As regular CFZ-watchers will know, for some time Corinna has been doing a column for Animals & Men and a regular segment on On The Track... particularly about out-of-place birds and rare vagrants. There seem to be more and more bird stories from all over the world hitting the news these days so, to make room for them all - and to give them all equal and worthy coverage - she has set up this new blog to cover all things feathery and Fortean.

Monday, 20 April 2015

The Great Cuckoo Race is won - but not by Dudley!

We have a winner! First back to Britain after his long migration from sub-Saharan Africa was Hennah, who was satellite tagged in the New Forest last May and was named after First Lieutenant William Hennah who was on HMS Mars in the Battle of Trafalgar.

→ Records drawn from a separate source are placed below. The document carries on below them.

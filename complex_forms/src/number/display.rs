//! Human-readable rendering for both forms.
//!
//! Debug/log aid only: `"a + bi"` / `"a - bi"` for rectangular values,
//! `"me^θi"` (normalized reads) for polar ones. Not a parseable format
//! and not a stability contract.

use std::fmt;

use super::{ComplexValue, Number, Polar, Rectangular};

impl fmt::Display for Rectangular {
    fn fmt(&self, f: &mut fmt::Formatter<'_>) -> fmt::Result {
        // Fold the sign of a negative imaginary part into the separator.
        if self.imag() < 0.0 {
            write!(f, "{} - {}i", self.real(), -self.imag())
        } else {
            write!(f, "{} + {}i", self.real(), self.imag())
        }
    }
}

impl fmt::Display for Polar {
    fn fmt(&self, f: &mut fmt::Formatter<'_>) -> fmt::Result {
        write!(f, "{}e^{}i", self.modulus(), self.phase())
    }
}

impl fmt::Display for Number {
    fn fmt(&self, f: &mut fmt::Formatter<'_>) -> fmt::Result {
        match self {
            Number::Rectangular(z) => fmt::Display::fmt(z, f),
            Number::Polar(z) => fmt::Display::fmt(z, f),
            Number::Real(x) => fmt::Display::fmt(x, f),
        }
    }
}
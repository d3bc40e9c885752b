//! Division kernels.
//!
//! Rectangular quotients take the polar round-trip — modulus quotient and
//! phase difference — instead of the conjugate formula. A zero divisor
//! modulus yields ∞ through ordinary float division; nothing guards it.

use crate::number::{ComplexValue, Polar, Rectangular};

pub(super) fn rect_rect(a: Rectangular, b: Rectangular) -> Rectangular {
    Polar::new(a.modulus() / b.modulus(), a.phase() - b.phase()).to_rectangular()
}

pub(super) fn rect_polar(a: Rectangular, b: Polar) -> Rectangular {
    rect_rect(a, b.to_rectangular())
}

pub(super) fn polar_rect(a: Polar, b: Rectangular) -> Rectangular {
    rect_rect(a.to_rectangular(), b)
}

/// Both operands polar: no round-trip.
pub(super) fn polar_polar(a: Polar, b: Polar) -> Polar {
    Polar::new(a.modulus() / b.modulus(), a.phase() - b.phase())
}

pub(super) fn rect_real(a: Rectangular, b: f64) -> Rectangular {
    rect_rect(a, Rectangular::new(b, 0.0))
}

pub(super) fn real_rect(a: f64, b: Rectangular) -> Rectangular {
    rect_rect(Rectangular::new(a, 0.0), b)
}

pub(super) fn polar_real(a: Polar, b: f64) -> Polar {
    Polar::new(a.modulus() / b, a.phase())
}

/// Real numerator over a polar divisor: reciprocal modulus, negated phase.
pub(super) fn real_polar(a: f64, b: Polar) -> Polar {
    Polar::new(a / b.modulus(), -b.phase())
}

The winner, Hennah, named 
after a man who sailed with
Nelson
Bookmakers William Hill has been betting on the inaugural Great Cuckoo Race, involving the migration of 17 tagged cuckoos, with the British Trust for Ornithology (BTO) tracking their progress from Africa to the UK.

Dudley had become the odds-on favourite after extending a commanding lead and touching down in France while all the other cuckoos were still in Africa. But Hennah came through at 25/1, arriving on 15 April after making fast progress on the final leg. 

Hennah was last picked up on radar on the 9th February in Sierra Leone, but just as hope was fading that he was even alive, a faint signal was picked up from the New Forest, which steadily grew as the sunny weather charged his solar-powered tagging device.